American activist and musician

Maurice "Moe" Mitchell is an American activist, rapper, and musician. He is currently serving as the National Director of the Working Families Party, a progressive political party known for cross-endorsing candidates through fusion voting. Mitchell has served in the role since April 2018. He succeeded Dan Cantor. He also was the lead vocalist for the hardcore punk band, Cipher.

== Early life and education ==
Mitchell was born and raised in Long Beach, New York. He is the son of Caribbean immigrants. In high school, Mitchell was a member of the Long Island Student Coalition for Peace and Justice. Mitchell earned a Bachelor of Science degree in political science from Howard University.

== Career ==
After college, Mitchell returned to Long Island, where he worked for the Long Island Progressive Coalition. Mitchell then worked as an organizing director for Citizen Action.
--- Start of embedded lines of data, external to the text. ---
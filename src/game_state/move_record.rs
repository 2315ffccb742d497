//! Everything needed to take a move back.

use crate::game_state::chess_types::*;

/// Rook relocation that accompanied a castling king move.
#[derive(Debug, Clone, Copy, PartialEq, Eq)]
pub struct CastleRecord {
    pub rook_from: Square,
    pub rook_to: Square,
}

/// Single undo record for `play_move` / `unplay_move`.
///
/// Captures the full pre-move snapshot of everything a move can change, so
/// reverting never has to guess at flags or capture squares.
#[derive(Debug, Clone, Copy, PartialEq, Eq)]
pub struct MoveRecord {
    pub from: Square,
    pub to: Square,
    /// Moving piece as it stood before the move.
    pub moved_piece: Piece,
    /// Captured piece with the square it was actually taken from.
    pub captured: Option<Piece>,
    pub prev_has_moved: bool,
    pub prev_en_passant_target: Option<Square>,
    pub en_passant: bool,
    pub castle: Option<CastleRecord>,
    pub promoted: bool,
}

impl MoveRecord {
    #[inline]
    pub fn mover(&self) -> Color {
        self.moved_piece.color
    }

    #[inline]
    pub fn is_capture(&self) -> bool {
        self.captured.is_some()
    }
}
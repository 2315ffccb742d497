//! FEN-to-Position parser.
//!
//! Builds a `Position` and side to move from a Forsyth-Edwards Notation
//! string. The board carries no rights table, so castling rights become moved
//! flags: a king or corner rook without a matching right is marked moved, as
//! is every pawn off its starting rank. The halfmove and fullmove fields are
//! optional and validated but not stored.

use thiserror::Error;

use crate::game_state::chess_rules::{back_rank, pawn_start_rank, CASTLING_ROOK_FILES};
use crate::game_state::chess_types::*;
use crate::game_state::position::Position;
use crate::utils::algebraic::algebraic_to_square;

#[derive(Debug, Error, Clone, PartialEq, Eq)]
pub enum FenError {
    #[error("missing {0} field in FEN")]
    MissingField(&'static str),
    #[error("FEN has extra trailing fields")]
    TrailingFields,
    #[error("invalid board layout: {0}")]
    Board(String),
    #[error("invalid side-to-move field: {0}")]
    SideToMove(String),
    #[error("invalid castling rights character: {0}")]
    CastlingRights(char),
    #[error("invalid en-passant field: {0}")]
    EnPassant(String),
    #[error("invalid move counter: {0}")]
    Counter(String),
}

pub fn parse_fen(fen: &str) -> Result<(Position, Color), FenError> {
    let mut parts = fen.split_whitespace();

    let board_part = parts.next().ok_or(FenError::MissingField("board layout"))?;
    let side_part = parts.next().ok_or(FenError::MissingField("side-to-move"))?;
    let castling_part = parts.next().ok_or(FenError::MissingField("castling rights"))?;
    let en_passant_part = parts.next().ok_or(FenError::MissingField("en-passant square"))?;

    for counter in parts.by_ref().take(2) {
        counter
            .parse::<u16>()
            .map_err(|_| FenError::Counter(counter.to_owned()))?;
    }
    if parts.next().is_some() {
        return Err(FenError::TrailingFields);
    }

    let mut position = Position::empty();
    parse_board(board_part, &mut position)?;
    let side = parse_side_to_move(side_part)?;
    apply_castling_rights(castling_part, &mut position)?;
    position.set_en_passant_target(parse_en_passant_square(en_passant_part)?);

    Ok((position, side))
}

fn parse_board(board_part: &str, position: &mut Position) -> Result<(), FenError> {
    let ranks: Vec<&str> = board_part.split('/').collect();
    if ranks.len() != 8 {
        return Err(FenError::Board("board layout must contain 8 ranks".to_owned()));
    }

    for (fen_rank_idx, rank_str) in ranks.iter().enumerate() {
        let board_rank = 7 - fen_rank_idx as i8;
        let mut file = 0u8;

        for ch in rank_str.chars() {
            if let Some(empty_count) = ch.to_digit(10) {
                if !(1..=8).contains(&empty_count) {
                    return Err(FenError::Board(format!("invalid empty-square count '{ch}'")));
                }
                file += empty_count as u8;
                if file > 8 {
                    return Err(FenError::Board("board rank has too many files".to_owned()));
                }
                continue;
            }

            let (color, kind) = piece_from_fen_char(ch)
                .ok_or_else(|| FenError::Board(format!("invalid piece character '{ch}'")))?;
            let square = Square::new(file as i8, board_rank)
                .ok_or_else(|| FenError::Board("board rank has too many files".to_owned()))?;

            let mut piece = Piece::new(color, kind, square);
            if kind == PieceKind::Pawn && square.rank() != pawn_start_rank(color) {
                piece.has_moved = true;
            }
            position.place(piece);
            file += 1;
        }

        if file != 8 {
            return Err(FenError::Board("board rank does not sum to 8 files".to_owned()));
        }
    }

    for color in [Color::Light, Color::Dark] {
        if position.pieces_of(color).iter().filter(|p| p.kind == PieceKind::King).count() > 1 {
            return Err(FenError::Board(format!("{color} has more than one king")));
        }
    }

    Ok(())
}

fn parse_side_to_move(side_part: &str) -> Result<Color, FenError> {
    match side_part {
        "w" => Ok(Color::Light),
        "b" => Ok(Color::Dark),
        _ => Err(FenError::SideToMove(side_part.to_owned())),
    }
}

/// Marks kings and corner rooks as moved unless a right keeps them castleable.
fn apply_castling_rights(castling_part: &str, position: &mut Position) -> Result<(), FenError> {
    // [color][queenside, kingside]
    let mut rights = [[false; 2]; 2];
    if castling_part != "-" {
        for ch in castling_part.chars() {
            match ch {
                'K' => rights[Color::Light.index()][1] = true,
                'Q' => rights[Color::Light.index()][0] = true,
                'k' => rights[Color::Dark.index()][1] = true,
                'q' => rights[Color::Dark.index()][0] = true,
                _ => return Err(FenError::CastlingRights(ch)),
            }
        }
    }

    for color in [Color::Light, Color::Dark] {
        let side_rights = rights[color.index()];
        let rank = back_rank(color) as i8;

        for (side, rook_file) in CASTLING_ROOK_FILES.iter().enumerate() {
            if side_rights[side] {
                continue;
            }
            if let Some(rook) = Square::new(*rook_file as i8, rank).and_then(|sq| position.piece_at_mut(sq)) {
                if rook.kind == PieceKind::Rook && rook.color == color {
                    rook.has_moved = true;
                }
            }
        }

        if !side_rights.iter().any(|right| *right) {
            if let Some(king_sq) = position.king_square(color) {
                if let Some(king) = position.piece_at_mut(king_sq) {
                    king.has_moved = true;
                }
            }
        }
    }

    Ok(())
}

fn parse_en_passant_square(en_passant_part: &str) -> Result<Option<Square>, FenError> {
    if en_passant_part == "-" {
        return Ok(None);
    }

    algebraic_to_square(en_passant_part)
        .map(Some)
        .map_err(FenError::EnPassant)
}

fn piece_from_fen_char(ch: char) -> Option<(Color, PieceKind)> {
    let color = if ch.is_ascii_uppercase() {
        Color::Light
    } else if ch.is_ascii_lowercase() {
        Color::Dark
    } else {
        return None;
    };

    let piece = match ch.to_ascii_lowercase() {
        'p' => PieceKind::Pawn,
        'n' => PieceKind::Knight,
        'b' => PieceKind::Bishop,
        'r' => PieceKind::Rook,
        'q' => PieceKind::Queen,
        'k' => PieceKind::King,
        _ => return None,
    };

    Some((color, piece))
}
//! Crate root module declarations for the ply_chess rules engine.
//!
//! Exposes the board model, move generation, search, engines and the game
//! controller under stable module paths for the demo binary, benches and
//! embedding front ends.

pub mod game_state {
    pub mod chess_rules;
    pub mod chess_types;
    pub mod move_history;
    pub mod move_record;
    pub mod position;
}

pub mod moves {
    pub mod bishop_moves;
    pub mod king_moves;
    pub mod knight_moves;
    pub mod pawn_moves;
    pub mod pseudo_legal;
    pub mod queen_moves;
    pub mod rook_moves;
    pub mod sliding_moves;
}

pub mod move_generation {
    pub mod legal_move_apply;
    pub mod legal_move_checks;
    pub mod legal_move_generator;
    pub mod perft;
    pub mod terminal_checks;
}

pub mod search {
    pub mod board_scoring;
    pub mod iterative_deepening;
    pub mod minimax;
    pub mod move_ordering;
    pub mod position_hash;
    pub mod time_management;
    pub mod transposition_table;
}

pub mod engines {
    pub mod engine_minimax;
    pub mod engine_random;
    pub mod engine_trait;
    pub mod search_task;
}

pub mod game {
    pub mod clocks;
    pub mod errors;
    pub mod game;
    pub mod player;
    pub mod status;
}

pub mod utils {
    pub mod algebraic;
    pub mod fen_parser;
    pub mod render_position;
}
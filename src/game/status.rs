//! Game outcome reported by the controller.

use std::fmt;

use crate::game_state::chess_types::Color;

#[derive(Debug, Clone, Copy, PartialEq, Eq)]
pub enum DrawReason {
    /// Bare king against bare king.
    InsufficientMaterial,
    Repetition,
}

#[derive(Debug, Clone, Copy, PartialEq, Eq)]
pub enum GameStatus {
    InProgress,
    Checkmate { winner: Color },
    Stalemate,
    Draw(DrawReason),
    TimeExpired { loser: Color },
}

impl GameStatus {
    #[inline]
    pub fn is_over(self) -> bool {
        self != GameStatus::InProgress
    }
}

impl fmt::Display for GameStatus {
    fn fmt(&self, f: &mut fmt::Formatter<'_>) -> fmt::Result {
        match self {
            GameStatus::InProgress => write!(f, "in progress"),
            GameStatus::Checkmate { winner } => write!(f, "checkmate, {winner} wins"),
            GameStatus::Stalemate => write!(f, "stalemate"),
            GameStatus::Draw(DrawReason::InsufficientMaterial) => write!(f, "draw by insufficient material"),
            GameStatus::Draw(DrawReason::Repetition) => write!(f, "draw by threefold repetition"),
            GameStatus::TimeExpired { loser } => write!(f, "{loser} ran out of time"),
        }
    }
}
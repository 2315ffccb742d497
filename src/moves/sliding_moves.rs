//! Ray walking shared by bishops, rooks and queens.

use crate::game_state::chess_types::*;
use crate::game_state::position::Position;

/// Walk each direction from `piece`, stopping at the board edge or the first
/// occupied square (kept only when it holds an enemy).
pub fn generate_sliding_moves(
    position: &Position,
    piece: &Piece,
    directions: &[(i8, i8)],
    out: &mut Vec<Square>,
) {
    for &(d_file, d_rank) in directions {
        let mut cursor = piece.square.offset(d_file, d_rank);
        while let Some(target) = cursor {
            match position.piece_at(target) {
                None => out.push(target),
                Some(occupant) => {
                    if occupant.color != piece.color {
                        out.push(target);
                    }
                    break;
                }
            }
            cursor = target.offset(d_file, d_rank);
        }
    }
}

/// First occupied square along a ray from `origin`, if any.
pub fn first_blocker(position: &Position, origin: Square, d_file: i8, d_rank: i8) -> Option<Piece> {
    let mut cursor = origin.offset(d_file, d_rank);
    while let Some(target) = cursor {
        if let Some(occupant) = position.piece_at(target) {
            return Some(occupant);
        }
        cursor = target.offset(d_file, d_rank);
    }
    None
}
//! Zobrist hashing for search caching and repetition tracking.
//!
//! A key covers piece identity, square, moved flag, the en-passant target and
//! the side to move. The moved flag stands in for castling rights and
//! double-step eligibility, which this board derives from it. Keys come from a
//! fixed seed so hashes are deterministic across runs.

use std::sync::OnceLock;

use crate::game_state::chess_types::*;
use crate::game_state::position::Position;

#[derive(Debug)]
struct ZobristTables {
    // [color][kind][has_moved][square]
    piece_square: [[[[u64; 64]; 2]; 6]; 2],
    en_passant_square: [u64; 64],
    side_to_move: u64,
}

static TABLES: OnceLock<ZobristTables> = OnceLock::new();

#[inline]
fn tables() -> &'static ZobristTables {
    TABLES.get_or_init(build_tables)
}

fn build_tables() -> ZobristTables {
    let mut seed: u64 = 0x9E37_79B9_7F4A_7C15;

    let mut piece_square = [[[[0u64; 64]; 2]; 6]; 2];
    for color in &mut piece_square {
        for kind in color {
            for moved in kind {
                for sq in moved {
                    *sq = next_random_u64(&mut seed);
                }
            }
        }
    }

    let mut en_passant_square = [0u64; 64];
    for key in &mut en_passant_square {
        *key = next_random_u64(&mut seed);
    }

    let side_to_move = next_random_u64(&mut seed);

    ZobristTables {
        piece_square,
        en_passant_square,
        side_to_move,
    }
}

#[inline]
fn next_random_u64(state: &mut u64) -> u64 {
    // splitmix64
    *state = state.wrapping_add(0x9E37_79B9_7F4A_7C15);
    let mut z = *state;
    z = (z ^ (z >> 30)).wrapping_mul(0xBF58_476D_1CE4_E5B9);
    z = (z ^ (z >> 27)).wrapping_mul(0x94D0_49BB_1331_11EB);
    z ^ (z >> 31)
}

#[inline]
pub fn piece_key(piece: &Piece) -> u64 {
    tables().piece_square[piece.color.index()][piece.kind.index()][usize::from(piece.has_moved)]
        [piece.square.index()]
}

#[inline]
pub fn en_passant_key(square: Square) -> u64 {
    tables().en_passant_square[square.index()]
}

/// Toggle key, xored in when dark is to move.
#[inline]
pub fn side_to_move_key() -> u64 {
    tables().side_to_move
}

pub fn hash_position(position: &Position, side_to_move: Color) -> u64 {
    let mut key = position.pieces().fold(0u64, |acc, piece| acc ^ piece_key(&piece));

    if let Some(target) = position.en_passant_target() {
        key ^= en_passant_key(target);
    }
    if side_to_move == Color::Dark {
        key ^= side_to_move_key();
    }

    key
}

#[cfg(test)]
mod tests {
    use super::hash_position;
    use crate::game_state::chess_types::*;
    use crate::game_state::position::Position;
    use crate::move_generation::legal_move_apply::{play_move, unplay_move};
    use crate::utils::algebraic::algebraic_to_square as sq;
    use crate::utils::fen_parser::parse_fen;

    fn hash(fen: &str) -> u64 {
        let (position, side) = parse_fen(fen).expect("FEN should parse");
        hash_position(&position, side)
    }

    #[test]
    fn starting_position_hash_is_deterministic() {
        let a = hash_position(&Position::starting(), Color::Light);
        let b = hash_position(&Position::starting(), Color::Light);
        assert_eq!(a, b);
    }

    #[test]
    fn side_to_move_changes_hash() {
        assert_ne!(
            hash("4k3/8/8/8/8/8/8/4K3 w - - 0 1"),
            hash("4k3/8/8/8/8/8/8/4K3 b - - 0 1")
        );
    }

    #[test]
    fn moved_flags_change_hash() {
        assert_ne!(
            hash("4k3/8/8/8/8/8/8/R3K2R w KQ - 0 1"),
            hash("4k3/8/8/8/8/8/8/R3K2R w - - 0 1")
        );
    }

    #[test]
    fn en_passant_target_changes_hash() {
        assert_ne!(
            hash("4k3/8/8/8/4P3/8/8/4K3 b - - 0 1"),
            hash("4k3/8/8/8/4P3/8/8/4K3 b - e3 0 1")
        );
    }

    #[test]
    fn play_and_unplay_restores_hash() {
        let mut position = Position::starting();
        let before = hash_position(&position, Color::Light);
        let record = play_move(&mut position, sq("e2").unwrap(), sq("e4").unwrap()).expect("pawn");
        assert_ne!(hash_position(&position, Color::Dark), before);
        unplay_move(&mut position, &record);
        assert_eq!(hash_position(&position, Color::Light), before);
    }
}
During the Ferguson unrest after the shooting of Michael Brown, Mitchell temporarily relocated to Ferguson, Missouri, to work with other activists.

In addition to his work in activism and political organizing, Mitchell is a founding member of the hardcore punk band, Cipher, established by Mitchell and several high school classmates in 1996.

In 2020, as a result of the COVID-19 pandemic, Mitchell and the Working Families Party had to recall waves of organizers and canvassers.

== Personal life ==
In 2012, Mitchell's home in Long Beach, New York, was destroyed during Hurricane Sandy. Mitchell is vegan.

MF Doom (Daniel Dumile) and DJ Subroc (Dingilizwe Dumile), famous MC's/rappers, were Mitchell's older cousins.